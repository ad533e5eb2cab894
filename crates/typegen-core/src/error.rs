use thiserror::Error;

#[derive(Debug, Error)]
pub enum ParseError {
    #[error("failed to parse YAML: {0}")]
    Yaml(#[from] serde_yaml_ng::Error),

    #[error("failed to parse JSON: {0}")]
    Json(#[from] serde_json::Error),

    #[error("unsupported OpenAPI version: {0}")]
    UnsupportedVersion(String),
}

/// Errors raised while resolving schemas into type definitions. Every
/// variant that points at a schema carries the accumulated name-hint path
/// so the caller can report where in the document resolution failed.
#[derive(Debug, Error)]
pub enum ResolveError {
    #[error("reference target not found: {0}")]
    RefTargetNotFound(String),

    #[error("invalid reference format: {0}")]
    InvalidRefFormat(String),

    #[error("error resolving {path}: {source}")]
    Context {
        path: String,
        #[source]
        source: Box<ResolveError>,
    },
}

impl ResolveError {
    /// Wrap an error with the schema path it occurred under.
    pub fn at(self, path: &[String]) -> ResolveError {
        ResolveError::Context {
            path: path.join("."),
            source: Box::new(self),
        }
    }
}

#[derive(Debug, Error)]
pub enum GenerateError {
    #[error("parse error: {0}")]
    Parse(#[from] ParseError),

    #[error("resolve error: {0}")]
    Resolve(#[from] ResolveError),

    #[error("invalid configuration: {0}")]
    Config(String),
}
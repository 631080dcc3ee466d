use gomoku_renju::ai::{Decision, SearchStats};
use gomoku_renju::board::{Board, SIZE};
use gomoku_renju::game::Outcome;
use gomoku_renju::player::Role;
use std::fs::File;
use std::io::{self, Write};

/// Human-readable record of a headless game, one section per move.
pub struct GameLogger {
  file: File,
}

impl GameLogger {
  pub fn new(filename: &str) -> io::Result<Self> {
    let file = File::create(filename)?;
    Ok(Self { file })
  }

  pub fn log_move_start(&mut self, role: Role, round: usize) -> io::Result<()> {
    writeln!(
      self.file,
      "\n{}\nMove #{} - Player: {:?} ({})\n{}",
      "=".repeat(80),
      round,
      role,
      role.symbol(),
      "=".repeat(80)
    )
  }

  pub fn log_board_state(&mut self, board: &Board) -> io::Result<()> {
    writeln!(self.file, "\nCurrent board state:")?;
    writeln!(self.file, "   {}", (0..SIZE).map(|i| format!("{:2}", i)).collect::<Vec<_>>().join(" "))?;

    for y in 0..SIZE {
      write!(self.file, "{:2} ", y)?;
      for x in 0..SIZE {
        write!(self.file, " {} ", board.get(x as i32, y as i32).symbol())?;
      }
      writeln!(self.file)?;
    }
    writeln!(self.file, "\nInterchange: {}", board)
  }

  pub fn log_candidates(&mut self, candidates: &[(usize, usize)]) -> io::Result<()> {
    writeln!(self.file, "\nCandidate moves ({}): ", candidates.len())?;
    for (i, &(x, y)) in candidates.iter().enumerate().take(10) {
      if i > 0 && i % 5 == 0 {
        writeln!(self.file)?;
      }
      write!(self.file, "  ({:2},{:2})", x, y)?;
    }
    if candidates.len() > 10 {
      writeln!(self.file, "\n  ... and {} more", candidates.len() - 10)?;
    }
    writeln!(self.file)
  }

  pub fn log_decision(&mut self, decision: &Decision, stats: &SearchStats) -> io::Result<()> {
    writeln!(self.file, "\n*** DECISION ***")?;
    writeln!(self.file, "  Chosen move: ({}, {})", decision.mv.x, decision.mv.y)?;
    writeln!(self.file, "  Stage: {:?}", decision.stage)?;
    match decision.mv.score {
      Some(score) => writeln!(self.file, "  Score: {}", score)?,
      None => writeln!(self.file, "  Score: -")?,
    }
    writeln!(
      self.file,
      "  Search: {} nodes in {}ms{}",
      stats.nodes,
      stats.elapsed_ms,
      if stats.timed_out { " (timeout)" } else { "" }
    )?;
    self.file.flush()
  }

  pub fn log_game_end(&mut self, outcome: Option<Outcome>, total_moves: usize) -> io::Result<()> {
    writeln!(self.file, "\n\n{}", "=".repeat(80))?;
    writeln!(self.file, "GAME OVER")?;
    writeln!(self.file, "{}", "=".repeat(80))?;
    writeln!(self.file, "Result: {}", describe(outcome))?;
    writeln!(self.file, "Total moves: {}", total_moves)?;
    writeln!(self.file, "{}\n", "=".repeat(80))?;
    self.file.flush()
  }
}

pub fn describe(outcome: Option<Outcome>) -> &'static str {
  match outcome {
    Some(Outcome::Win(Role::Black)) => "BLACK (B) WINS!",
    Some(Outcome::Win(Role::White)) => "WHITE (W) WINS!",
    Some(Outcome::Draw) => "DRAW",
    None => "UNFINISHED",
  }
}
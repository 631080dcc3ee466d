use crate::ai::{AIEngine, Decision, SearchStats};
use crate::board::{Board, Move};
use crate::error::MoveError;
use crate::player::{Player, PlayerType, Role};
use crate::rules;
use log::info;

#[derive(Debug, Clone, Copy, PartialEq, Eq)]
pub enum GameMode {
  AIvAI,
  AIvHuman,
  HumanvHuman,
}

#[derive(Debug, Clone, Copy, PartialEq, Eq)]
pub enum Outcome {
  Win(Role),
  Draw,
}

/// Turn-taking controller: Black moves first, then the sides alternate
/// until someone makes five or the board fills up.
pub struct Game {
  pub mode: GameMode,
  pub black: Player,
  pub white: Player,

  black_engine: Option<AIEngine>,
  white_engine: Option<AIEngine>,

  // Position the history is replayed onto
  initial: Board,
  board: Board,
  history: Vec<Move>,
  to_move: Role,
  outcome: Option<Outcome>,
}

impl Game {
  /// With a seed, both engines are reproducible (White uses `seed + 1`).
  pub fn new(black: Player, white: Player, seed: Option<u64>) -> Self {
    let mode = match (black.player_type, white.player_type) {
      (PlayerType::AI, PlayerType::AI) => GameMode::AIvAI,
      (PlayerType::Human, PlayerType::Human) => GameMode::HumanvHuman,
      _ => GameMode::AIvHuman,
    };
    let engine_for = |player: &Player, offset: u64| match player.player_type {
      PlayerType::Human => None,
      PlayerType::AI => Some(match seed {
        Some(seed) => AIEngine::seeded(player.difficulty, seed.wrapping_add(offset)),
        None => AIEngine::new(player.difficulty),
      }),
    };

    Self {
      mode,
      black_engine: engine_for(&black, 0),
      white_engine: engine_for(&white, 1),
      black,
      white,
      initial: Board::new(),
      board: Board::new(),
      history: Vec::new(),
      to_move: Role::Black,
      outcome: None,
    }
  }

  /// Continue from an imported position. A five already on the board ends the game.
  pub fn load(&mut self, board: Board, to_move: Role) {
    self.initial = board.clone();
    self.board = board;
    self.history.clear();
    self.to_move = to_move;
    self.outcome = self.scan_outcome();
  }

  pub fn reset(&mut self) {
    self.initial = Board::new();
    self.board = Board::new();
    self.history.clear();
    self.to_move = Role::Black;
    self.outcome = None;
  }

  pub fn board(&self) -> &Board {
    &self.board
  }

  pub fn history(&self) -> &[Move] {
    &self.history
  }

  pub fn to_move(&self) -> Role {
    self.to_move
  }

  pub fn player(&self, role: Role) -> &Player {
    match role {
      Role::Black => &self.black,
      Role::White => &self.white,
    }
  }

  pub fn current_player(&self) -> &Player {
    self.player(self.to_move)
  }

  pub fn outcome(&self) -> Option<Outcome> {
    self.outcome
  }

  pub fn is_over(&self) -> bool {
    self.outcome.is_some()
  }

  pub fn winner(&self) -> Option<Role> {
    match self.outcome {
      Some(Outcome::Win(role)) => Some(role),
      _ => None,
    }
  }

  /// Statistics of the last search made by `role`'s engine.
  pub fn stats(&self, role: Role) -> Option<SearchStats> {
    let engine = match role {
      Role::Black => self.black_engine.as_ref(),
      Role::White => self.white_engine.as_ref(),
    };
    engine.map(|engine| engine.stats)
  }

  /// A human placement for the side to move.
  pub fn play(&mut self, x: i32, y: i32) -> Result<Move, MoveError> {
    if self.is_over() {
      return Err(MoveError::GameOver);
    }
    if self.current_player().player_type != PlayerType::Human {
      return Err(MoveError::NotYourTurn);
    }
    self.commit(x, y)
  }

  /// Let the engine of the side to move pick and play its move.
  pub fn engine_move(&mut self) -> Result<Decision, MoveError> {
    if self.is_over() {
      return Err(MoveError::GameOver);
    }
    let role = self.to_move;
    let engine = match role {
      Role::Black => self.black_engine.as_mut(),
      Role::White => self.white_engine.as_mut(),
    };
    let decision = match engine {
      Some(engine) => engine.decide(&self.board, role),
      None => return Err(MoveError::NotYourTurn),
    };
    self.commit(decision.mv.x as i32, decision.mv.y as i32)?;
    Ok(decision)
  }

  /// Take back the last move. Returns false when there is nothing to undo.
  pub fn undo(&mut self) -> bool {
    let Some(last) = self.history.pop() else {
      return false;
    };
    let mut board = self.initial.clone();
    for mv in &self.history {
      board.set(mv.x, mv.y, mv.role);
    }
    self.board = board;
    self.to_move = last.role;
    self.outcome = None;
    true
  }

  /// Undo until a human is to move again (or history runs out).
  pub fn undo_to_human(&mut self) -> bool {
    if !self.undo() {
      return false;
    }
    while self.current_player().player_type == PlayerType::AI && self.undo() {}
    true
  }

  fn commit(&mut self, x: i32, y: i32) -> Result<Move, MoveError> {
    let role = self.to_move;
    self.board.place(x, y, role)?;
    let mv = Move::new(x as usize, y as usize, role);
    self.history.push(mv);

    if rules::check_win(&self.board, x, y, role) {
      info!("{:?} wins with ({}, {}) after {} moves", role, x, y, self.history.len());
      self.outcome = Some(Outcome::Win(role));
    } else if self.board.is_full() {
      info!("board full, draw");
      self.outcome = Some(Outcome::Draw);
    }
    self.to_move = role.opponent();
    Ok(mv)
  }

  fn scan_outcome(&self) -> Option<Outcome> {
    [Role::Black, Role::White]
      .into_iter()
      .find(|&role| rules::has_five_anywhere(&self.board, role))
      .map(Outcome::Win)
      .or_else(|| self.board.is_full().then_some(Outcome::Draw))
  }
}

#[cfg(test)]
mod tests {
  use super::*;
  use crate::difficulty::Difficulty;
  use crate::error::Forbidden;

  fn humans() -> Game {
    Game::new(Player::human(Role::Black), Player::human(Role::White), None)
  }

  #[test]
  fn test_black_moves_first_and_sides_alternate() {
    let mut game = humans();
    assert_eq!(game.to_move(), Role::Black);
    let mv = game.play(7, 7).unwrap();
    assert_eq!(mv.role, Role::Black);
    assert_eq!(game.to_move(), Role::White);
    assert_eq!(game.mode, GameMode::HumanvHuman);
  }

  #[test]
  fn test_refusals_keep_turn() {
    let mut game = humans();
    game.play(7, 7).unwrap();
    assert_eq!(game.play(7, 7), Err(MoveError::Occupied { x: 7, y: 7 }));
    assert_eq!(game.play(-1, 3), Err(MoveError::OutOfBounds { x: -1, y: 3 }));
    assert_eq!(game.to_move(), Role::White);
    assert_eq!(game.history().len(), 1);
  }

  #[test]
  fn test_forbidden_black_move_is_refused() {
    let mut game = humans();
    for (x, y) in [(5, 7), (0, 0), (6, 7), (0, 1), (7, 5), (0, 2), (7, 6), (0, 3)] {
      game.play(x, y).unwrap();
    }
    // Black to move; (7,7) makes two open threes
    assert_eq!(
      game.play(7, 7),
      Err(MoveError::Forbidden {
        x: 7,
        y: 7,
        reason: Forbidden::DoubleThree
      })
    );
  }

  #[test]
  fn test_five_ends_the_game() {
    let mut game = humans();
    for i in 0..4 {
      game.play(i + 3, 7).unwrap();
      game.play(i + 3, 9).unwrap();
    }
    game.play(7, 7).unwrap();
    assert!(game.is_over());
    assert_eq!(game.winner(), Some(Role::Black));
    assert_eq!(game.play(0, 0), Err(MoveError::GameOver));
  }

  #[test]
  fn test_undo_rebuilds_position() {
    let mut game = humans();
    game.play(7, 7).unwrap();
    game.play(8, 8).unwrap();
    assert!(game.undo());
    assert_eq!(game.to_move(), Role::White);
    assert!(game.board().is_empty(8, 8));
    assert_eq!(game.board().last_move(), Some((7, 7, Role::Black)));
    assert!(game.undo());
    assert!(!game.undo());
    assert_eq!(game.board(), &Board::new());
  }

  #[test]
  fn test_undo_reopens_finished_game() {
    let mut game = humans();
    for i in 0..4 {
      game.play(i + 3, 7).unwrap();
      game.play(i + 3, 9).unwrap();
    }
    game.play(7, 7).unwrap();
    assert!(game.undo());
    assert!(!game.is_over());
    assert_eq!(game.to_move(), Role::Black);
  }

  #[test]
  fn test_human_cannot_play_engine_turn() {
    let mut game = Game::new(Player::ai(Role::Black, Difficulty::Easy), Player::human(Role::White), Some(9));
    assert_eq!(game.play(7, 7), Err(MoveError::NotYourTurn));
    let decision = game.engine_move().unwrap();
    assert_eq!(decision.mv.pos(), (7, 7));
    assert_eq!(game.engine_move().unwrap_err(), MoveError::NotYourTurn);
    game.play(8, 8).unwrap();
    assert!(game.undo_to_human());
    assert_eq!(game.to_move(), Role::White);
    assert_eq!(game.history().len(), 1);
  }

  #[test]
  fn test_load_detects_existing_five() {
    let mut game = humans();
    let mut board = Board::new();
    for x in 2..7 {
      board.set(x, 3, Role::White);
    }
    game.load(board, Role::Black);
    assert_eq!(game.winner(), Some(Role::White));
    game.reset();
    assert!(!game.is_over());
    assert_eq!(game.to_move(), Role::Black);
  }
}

********

Find every line of the records holding "path". Answer with the count alone.

## Exercise answer
6